WORK ITEM:
If a line below contains the string "second", copy it out.

[Saved entries]

* * * * * * *

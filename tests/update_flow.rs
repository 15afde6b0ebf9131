//! End-to-end update flows against a mock CDN and a stub patch tool:
//! fresh install, incremental updates, rescue fallback, repair and
//! channel isolation.

#![allow(clippy::unwrap_used, clippy::expect_used)]
#![cfg(unix)]

mod common;

use common::{mount_base_chain, mount_patch, test_config, tool_invocations, write_flaky_tool, write_stub_tool};
use hytale_content::{BuildRecord, Channel, ContentEngine, PathResolver};
use std::path::Path;
use wiremock::MockServer;

/// Pre-seed an installed build: record on disk plus a client executable
async fn seed_install(root: &Path, channel: Channel, build: u64) {
    let paths = PathResolver::new(root);
    let executable = paths.game_executable(channel);
    tokio::fs::create_dir_all(executable.parent().unwrap())
        .await
        .unwrap();
    tokio::fs::write(&executable, format!("installed build {build}"))
        .await
        .unwrap();

    let record = BuildRecord {
        build,
        channel,
        installed_at: chrono::Utc::now(),
        patched_at: None,
    };
    let map = std::collections::HashMap::from([(channel, record)]);
    tokio::fs::write(
        paths.version_file(),
        serde_json::to_vec_pretty(&map).unwrap(),
    )
    .await
    .unwrap();
}

async fn engine_with_tool(root: &Path, cdn: &str, tool: &Path) -> ContentEngine {
    let mut config = test_config(root, cdn);
    config.tool.tool_path = Some(tool.to_path_buf());
    ContentEngine::new(config).await.unwrap()
}

#[tokio::test]
async fn fresh_install_applies_single_full_patch() {
    // S1: CDN serves full payloads up to build 7 plus one incremental
    let server = MockServer::start().await;
    mount_base_chain(&server, Channel::Latest, 7).await;
    mount_patch(&server, Channel::Latest, 6, 7, b"incremental 6->7").await;

    let root = tempfile::tempdir().unwrap();
    let tool = write_stub_tool(root.path()).await;
    let engine = engine_with_tool(root.path(), &server.uri(), &tool).await;

    engine.install_or_update(Channel::Latest).await.unwrap();

    // One tool invocation with the 0->7 payload, nothing incremental
    assert_eq!(tool_invocations(root.path()).await, vec!["0-7.pwr"]);

    let record = engine.build_record(Channel::Latest).await;
    assert_eq!(record.build, 7);

    let executable = engine.paths().game_executable(Channel::Latest);
    assert!(executable.exists(), "client executable must exist");

    // Exactly one body download of 0/7.pwr
    let downloads: Vec<_> = server
        .received_requests()
        .await
        .unwrap()
        .into_iter()
        .filter(|r| r.method.as_str() == "GET" && r.url.path().ends_with("/0/7.pwr"))
        .collect();
    assert_eq!(downloads.len(), 1);
}

#[tokio::test]
async fn incremental_updates_walk_the_chain() {
    // S2: installed at build 7; CDN adds 7/8 and 8/9
    let server = MockServer::start().await;
    mount_patch(&server, Channel::Latest, 7, 8, b"incremental 7->8").await;
    mount_patch(&server, Channel::Latest, 8, 9, b"incremental 8->9").await;

    let root = tempfile::tempdir().unwrap();
    seed_install(root.path(), Channel::Latest, 7).await;

    let tool = write_stub_tool(root.path()).await;
    let engine = engine_with_tool(root.path(), &server.uri(), &tool).await;

    engine.install_or_update(Channel::Latest).await.unwrap();

    assert_eq!(
        tool_invocations(root.path()).await,
        vec!["7-8.pwr", "8-9.pwr"],
        "two sequential patch applications"
    );
    assert_eq!(engine.build_record(Channel::Latest).await.build, 9);
}

#[tokio::test]
async fn failed_increment_rescues_with_full_payload() {
    // S3: 7/8 exists but the tool rejects it once; 0/8 recovers
    let server = MockServer::start().await;
    mount_patch(&server, Channel::Latest, 7, 8, b"incremental 7->8").await;
    mount_patch(&server, Channel::Latest, 0, 8, b"full payload for build 8").await;

    let root = tempfile::tempdir().unwrap();
    seed_install(root.path(), Channel::Latest, 7).await;

    let tool = write_flaky_tool(root.path()).await;
    let engine = engine_with_tool(root.path(), &server.uri(), &tool).await;

    engine.install_or_update(Channel::Latest).await.unwrap();

    assert_eq!(
        tool_invocations(root.path()).await,
        vec!["7-8.pwr", "0-8.pwr"],
        "one failed increment, one rescue, no recursion"
    );
    assert_eq!(engine.build_record(Channel::Latest).await.build, 8);

    let executable = engine.paths().game_executable(Channel::Latest);
    let content = tokio::fs::read(&executable).await.unwrap();
    assert_eq!(
        content, b"full payload for build 8",
        "on-disk state matches a clean install of build 8"
    );
}

#[tokio::test]
async fn up_to_date_install_is_a_noop() {
    let server = MockServer::start().await;

    let root = tempfile::tempdir().unwrap();
    seed_install(root.path(), Channel::Latest, 7).await;

    let tool = write_stub_tool(root.path()).await;
    let engine = engine_with_tool(root.path(), &server.uri(), &tool).await;

    engine.install_or_update(Channel::Latest).await.unwrap();

    assert!(tool_invocations(root.path()).await.is_empty());
    assert_eq!(engine.build_record(Channel::Latest).await.build, 7);
}

#[tokio::test(flavor = "multi_thread", worker_threads = 4)]
async fn channels_update_independently() {
    let server = MockServer::start().await;
    mount_base_chain(&server, Channel::Latest, 3).await;
    mount_base_chain(&server, Channel::Beta, 5).await;

    let root = tempfile::tempdir().unwrap();
    let tool = write_stub_tool(root.path()).await;
    let engine = engine_with_tool(root.path(), &server.uri(), &tool).await;

    let latest = {
        let engine = engine.clone();
        tokio::spawn(async move { engine.install_or_update(Channel::Latest).await })
    };
    let beta = {
        let engine = engine.clone();
        tokio::spawn(async move { engine.install_or_update(Channel::Beta).await })
    };
    latest.await.unwrap().unwrap();
    beta.await.unwrap().unwrap();

    assert_eq!(engine.build_record(Channel::Latest).await.build, 3);
    assert_eq!(engine.build_record(Channel::Beta).await.build, 5);
    assert!(engine.paths().game_executable(Channel::Latest).exists());
    assert!(engine.paths().game_executable(Channel::Beta).exists());
}

#[tokio::test(flavor = "multi_thread", worker_threads = 4)]
async fn same_channel_updates_are_serialized() {
    let server = MockServer::start().await;
    mount_base_chain(&server, Channel::Latest, 3).await;

    let root = tempfile::tempdir().unwrap();
    let tool = write_stub_tool(root.path()).await;
    let engine = engine_with_tool(root.path(), &server.uri(), &tool).await;

    // Without per-channel mutual exclusion both invocations would race
    // through fresh_install and apply the full payload twice
    let first = {
        let engine = engine.clone();
        tokio::spawn(async move { engine.install_or_update(Channel::Latest).await })
    };
    let second = {
        let engine = engine.clone();
        tokio::spawn(async move { engine.install_or_update(Channel::Latest).await })
    };
    first.await.unwrap().unwrap();
    second.await.unwrap().unwrap();

    assert_eq!(
        tool_invocations(root.path()).await,
        vec!["0-3.pwr"],
        "the loser of the channel lock must observe the winner's install"
    );
    assert_eq!(engine.build_record(Channel::Latest).await.build, 3);
}

#[tokio::test]
async fn repair_then_update_reinstalls_cleanly() {
    let server = MockServer::start().await;
    mount_base_chain(&server, Channel::Latest, 4).await;

    let root = tempfile::tempdir().unwrap();
    let tool = write_stub_tool(root.path()).await;
    let engine = engine_with_tool(root.path(), &server.uri(), &tool).await;

    engine.install_or_update(Channel::Latest).await.unwrap();
    assert_eq!(engine.build_record(Channel::Latest).await.build, 4);

    engine.repair(Channel::Latest).await.unwrap();
    assert!(!engine.paths().game_dir(Channel::Latest).exists());
    assert_eq!(engine.build_record(Channel::Latest).await.build, 0);

    engine.install_or_update(Channel::Latest).await.unwrap();
    assert_eq!(
        engine.build_record(Channel::Latest).await.build,
        4,
        "reinstall lands on the highest available base"
    );
    assert!(engine.paths().game_executable(Channel::Latest).exists());
}

#[tokio::test]
async fn missing_executable_forces_fresh_install() {
    // Record claims build 7, but the game directory is empty
    let server = MockServer::start().await;
    mount_base_chain(&server, Channel::Latest, 7).await;

    let root = tempfile::tempdir().unwrap();
    {
        let paths = PathResolver::new(root.path());
        let record = BuildRecord {
            build: 7,
            channel: Channel::Latest,
            installed_at: chrono::Utc::now(),
            patched_at: None,
        };
        let map = std::collections::HashMap::from([(Channel::Latest, record)]);
        tokio::fs::write(
            paths.version_file(),
            serde_json::to_vec_pretty(&map).unwrap(),
        )
        .await
        .unwrap();
    }

    let tool = write_stub_tool(root.path()).await;
    let engine = engine_with_tool(root.path(), &server.uri(), &tool).await;

    engine.install_or_update(Channel::Latest).await.unwrap();

    assert_eq!(
        tool_invocations(root.path()).await,
        vec!["0-7.pwr"],
        "ground truth wins: full reinstall instead of trusting the record"
    );
    assert!(engine.paths().game_executable(Channel::Latest).exists());
}

#[tokio::test]
async fn existing_files_without_record_sync_to_latest_base() {
    let server = MockServer::start().await;
    mount_base_chain(&server, Channel::Latest, 6).await;

    let root = tempfile::tempdir().unwrap();
    // Game files exist, but gameVersion.json does not
    let paths = PathResolver::new(root.path());
    let executable = paths.game_executable(Channel::Latest);
    tokio::fs::create_dir_all(executable.parent().unwrap())
        .await
        .unwrap();
    tokio::fs::write(&executable, b"pre-existing install").await.unwrap();

    let tool = write_stub_tool(root.path()).await;
    let engine = engine_with_tool(root.path(), &server.uri(), &tool).await;

    engine.install_or_update(Channel::Latest).await.unwrap();

    assert_eq!(
        engine.build_record(Channel::Latest).await.build,
        6,
        "assume-latest-base heuristic records the CDN's newest build"
    );
    assert!(
        tool_invocations(root.path()).await.is_empty(),
        "no patch runs when the record syncs to the latest base"
    );
}

#[tokio::test]
async fn local_archive_override_installs_without_patching() {
    use std::io::Write as _;

    let server = MockServer::start().await;
    mount_base_chain(&server, Channel::Latest, 2).await;

    let root = tempfile::tempdir().unwrap();

    // Drop a game archive into <app>/cdn
    let cdn_dir = root.path().join("cdn");
    tokio::fs::create_dir_all(&cdn_dir).await.unwrap();
    let mut writer = zip::ZipWriter::new(std::io::Cursor::new(Vec::new()));
    writer
        .start_file("Client/HytaleClient", zip::write::FileOptions::default())
        .unwrap();
    writer.write_all(b"archived game build").unwrap();
    let archive = writer.finish().unwrap().into_inner();
    tokio::fs::write(cdn_dir.join("game.zip"), archive).await.unwrap();

    let tool = write_stub_tool(root.path()).await;
    let engine = engine_with_tool(root.path(), &server.uri(), &tool).await;

    engine.install_or_update(Channel::Latest).await.unwrap();

    let executable = engine.paths().game_executable(Channel::Latest);
    assert_eq!(
        tokio::fs::read(&executable).await.unwrap(),
        b"archived game build",
        "game comes from the archive, not the CDN"
    );
    assert_eq!(
        engine.build_record(Channel::Latest).await.build,
        2,
        "record synthesized from the CDN's latest base"
    );
    assert!(
        tool_invocations(root.path()).await.is_empty(),
        "no differential patches for an override install"
    );
}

* * * * * * *

EXERCISE RESPONSE:
    let second = {
    second.await.unwrap().unwrap();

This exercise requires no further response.